Top of The input

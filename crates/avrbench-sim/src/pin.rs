//! Port pins and level-change events.

use std::fmt;
use std::str::FromStr;

use crate::SimError;

/// One bit of an AVR IO port, e.g. `B0` (`PB0` in datasheet naming).
#[derive(Clone, Copy, Debug, PartialEq, Eq, Hash)]
pub struct PinId {
    port: u8,
    bit: u8,
}

impl PinId {
    /// Port B bit 0, where benchmark firmware pulses each measurement boundary.
    pub const BEGIN: Self = Self { port: b'B', bit: 0 };
    /// Port B bit 1, raised once the benchmark has finished.
    pub const STOP: Self = Self { port: b'B', bit: 1 };

    /// Create a pin from a port letter (A-L, either case) and bit index (0-7).
    pub fn new(port: char, bit: u8) -> Result<Self, SimError> {
        let upper = port.to_ascii_uppercase();
        if !('A'..='L').contains(&upper) || bit > 7 {
            return Err(SimError::InvalidPin(format!("{port}{bit}")));
        }
        Ok(Self {
            port: upper as u8,
            bit,
        })
    }

    /// Port letter, always upper case.
    pub const fn port(self) -> char {
        self.port as char
    }

    /// Bit index within the port.
    pub const fn bit(self) -> u8 {
        self.bit
    }
}

impl fmt::Display for PinId {
    fn fmt(&self, f: &mut fmt::Formatter<'_>) -> fmt::Result {
        write!(f, "{}{}", self.port(), self.bit)
    }
}

impl FromStr for PinId {
    type Err = SimError;

    /// Accepts `B0`, `b0` and `PB0`.
    fn from_str(s: &str) -> Result<Self, Self::Err> {
        let invalid = || SimError::InvalidPin(s.to_string());
        let trimmed = s.trim();
        let name = if trimmed.len() == 3 {
            trimmed
                .strip_prefix('P')
                .or_else(|| trimmed.strip_prefix('p'))
                .ok_or_else(invalid)?
        } else {
            trimmed
        };

        let mut chars = name.chars();
        let (Some(port), Some(bit), None) = (chars.next(), chars.next(), chars.next()) else {
            return Err(invalid());
        };
        let bit = bit.to_digit(10).ok_or_else(invalid)?;
        Self::new(port, bit as u8).map_err(|_| invalid())
    }
}

/// A level change observed on a subscribed pin.
#[derive(Clone, Copy, Debug, PartialEq, Eq)]
pub struct PinChange {
    pub pin: PinId,
    /// New level as reported by the simulator (0 = low).
    pub value: u32,
    /// Simulated cycle at which the change was observed.
    pub cycle: u64,
}

/// Callback invoked from inside [`Mcu::advance`](crate::Mcu::advance).
pub type PinHandler = Box<dyn FnMut(PinChange)>;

Bottom of The input

Required work:
Nothing in the data should be left out when you retype it exactly.

Solution to the exercise:
filename crates/avrbench-sim/src/pin.rs
//! Port pins and level-change events.

use std::fmt;
use std::str::FromStr;

use crate::SimError;

/// One bit of an AVR IO port, e.g. `B0` (`PB0` in datasheet naming).
#[derive(Clone, Copy, Debug, PartialEq, Eq, Hash)]
pub struct PinId {
    port: u8,
    bit: u8,
}

impl PinId {
    /// Port B bit 0, where benchmark firmware pulses each measurement boundary.
    pub const BEGIN: Self = Self { port: b'B', bit: 0 };
    /// Port B bit 1, raised once the benchmark has finished.
    pub const STOP: Self = Self { port: b'B', bit: 1 };

    /// Create a pin from a port letter (A-L, either case) and bit index (0-7).
    pub fn new(port: char, bit: u8) -> Result<Self, SimError> {
        let upper = port.to_ascii_uppercase();
        if !('A'..='L').contains(&upper) || bit > 7 {
            return Err(SimError::InvalidPin(format!("{port}{bit}")));
        }
        Ok(Self {
            port: upper as u8,
            bit,
        })
    }

    /// Port letter, always upper case.
    pub const fn port(self) -> char {
        self.port as char
    }

    /// Bit index within the port.
    pub const fn bit(self) -> u8 {
        self.bit
    }
}

impl fmt::Display for PinId {
    fn fmt(&self, f: &mut fmt::Formatter<'_>) -> fmt::Result {
        write!(f, "{}{}", self.port(), self.bit)
    }
}

impl FromStr for PinId {
    type Err = SimError;

    /// Accepts `B0`, `b0` and `PB0`.
    fn from_str(s: &str) -> Result<Self, Self::Err> {
        let invalid = || SimError::InvalidPin(s.to_string());
        let trimmed = s.trim();
        let name = if trimmed.len() == 3 {
            trimmed
                .strip_prefix('P')
                .or_else(|| trimmed.strip_prefix('p'))
                .ok_or_else(invalid)?
        } else {
            trimmed
        };

        let mut chars = name.chars();
        let (Some(port), Some(bit), None) = (chars.next(), chars.next(), chars.next()) else {
            return Err(invalid());
        };
        let bit = bit.to_digit(10).ok_or_else(invalid)?;
        Self::new(port, bit as u8).map_err(|_| invalid())
    }
}

/// A level change observed on a subscribed pin.
#[derive(Clone, Copy, Debug, PartialEq, Eq)]
pub struct PinChange {
    pub pin: PinId,
    /// New level as reported by the simulator (0 = low).
    pub value: u32,
    /// Simulated cycle at which the change was observed.
    pub cycle: u64,
}

/// Callback invoked from inside [`Mcu::advance`](crate::Mcu::advance).
pub type PinHandler = Box<dyn FnMut(PinChange)>;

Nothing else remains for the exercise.